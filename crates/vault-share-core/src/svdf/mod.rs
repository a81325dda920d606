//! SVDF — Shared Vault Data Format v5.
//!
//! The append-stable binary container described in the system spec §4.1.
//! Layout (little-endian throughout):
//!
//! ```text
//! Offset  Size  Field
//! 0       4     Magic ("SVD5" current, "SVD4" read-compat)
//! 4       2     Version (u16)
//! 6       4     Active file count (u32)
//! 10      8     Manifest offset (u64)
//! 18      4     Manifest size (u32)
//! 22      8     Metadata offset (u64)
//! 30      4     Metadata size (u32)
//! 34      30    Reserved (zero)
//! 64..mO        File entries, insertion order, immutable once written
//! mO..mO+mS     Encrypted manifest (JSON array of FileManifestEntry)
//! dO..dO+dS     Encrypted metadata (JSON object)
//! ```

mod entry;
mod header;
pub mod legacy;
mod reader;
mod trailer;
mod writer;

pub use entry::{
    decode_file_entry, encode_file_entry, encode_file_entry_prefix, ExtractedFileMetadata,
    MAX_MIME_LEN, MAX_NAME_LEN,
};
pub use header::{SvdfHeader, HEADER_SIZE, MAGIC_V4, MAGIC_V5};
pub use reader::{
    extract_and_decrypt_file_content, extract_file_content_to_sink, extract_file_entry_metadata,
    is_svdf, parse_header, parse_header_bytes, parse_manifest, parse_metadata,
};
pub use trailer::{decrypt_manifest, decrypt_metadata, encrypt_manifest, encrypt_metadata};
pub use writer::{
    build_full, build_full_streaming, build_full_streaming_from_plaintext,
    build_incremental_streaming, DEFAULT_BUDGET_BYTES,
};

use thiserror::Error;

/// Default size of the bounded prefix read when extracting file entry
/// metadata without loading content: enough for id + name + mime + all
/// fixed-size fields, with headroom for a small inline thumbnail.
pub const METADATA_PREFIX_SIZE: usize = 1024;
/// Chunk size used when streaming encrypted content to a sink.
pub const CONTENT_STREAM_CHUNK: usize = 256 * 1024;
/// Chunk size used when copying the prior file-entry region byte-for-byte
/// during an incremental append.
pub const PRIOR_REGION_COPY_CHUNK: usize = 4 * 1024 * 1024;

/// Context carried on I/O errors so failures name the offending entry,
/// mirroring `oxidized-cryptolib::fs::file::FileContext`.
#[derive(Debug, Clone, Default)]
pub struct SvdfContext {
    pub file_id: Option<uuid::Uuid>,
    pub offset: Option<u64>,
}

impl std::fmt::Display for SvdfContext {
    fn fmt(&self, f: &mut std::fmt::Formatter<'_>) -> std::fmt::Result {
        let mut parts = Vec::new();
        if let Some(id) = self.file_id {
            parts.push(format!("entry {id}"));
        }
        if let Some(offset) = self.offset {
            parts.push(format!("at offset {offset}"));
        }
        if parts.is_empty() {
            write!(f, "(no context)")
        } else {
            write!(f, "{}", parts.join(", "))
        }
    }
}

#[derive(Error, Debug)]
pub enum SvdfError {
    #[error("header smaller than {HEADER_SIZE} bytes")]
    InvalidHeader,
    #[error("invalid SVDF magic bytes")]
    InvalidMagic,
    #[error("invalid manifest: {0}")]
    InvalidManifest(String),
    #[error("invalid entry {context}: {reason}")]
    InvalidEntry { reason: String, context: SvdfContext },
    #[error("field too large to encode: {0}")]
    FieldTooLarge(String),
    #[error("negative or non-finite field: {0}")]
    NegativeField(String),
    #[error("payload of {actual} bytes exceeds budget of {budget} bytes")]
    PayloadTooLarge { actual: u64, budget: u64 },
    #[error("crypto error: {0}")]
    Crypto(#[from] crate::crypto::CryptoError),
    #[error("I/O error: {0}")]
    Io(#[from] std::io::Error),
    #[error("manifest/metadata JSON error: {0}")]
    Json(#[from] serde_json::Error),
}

_Assigned task_
Copy out the lines of the data where the word "trailer" can be found.

_Exercise output_
mod trailer;
pub use trailer::{decrypt_manifest, decrypt_metadata, encrypt_manifest, encrypt_metadata};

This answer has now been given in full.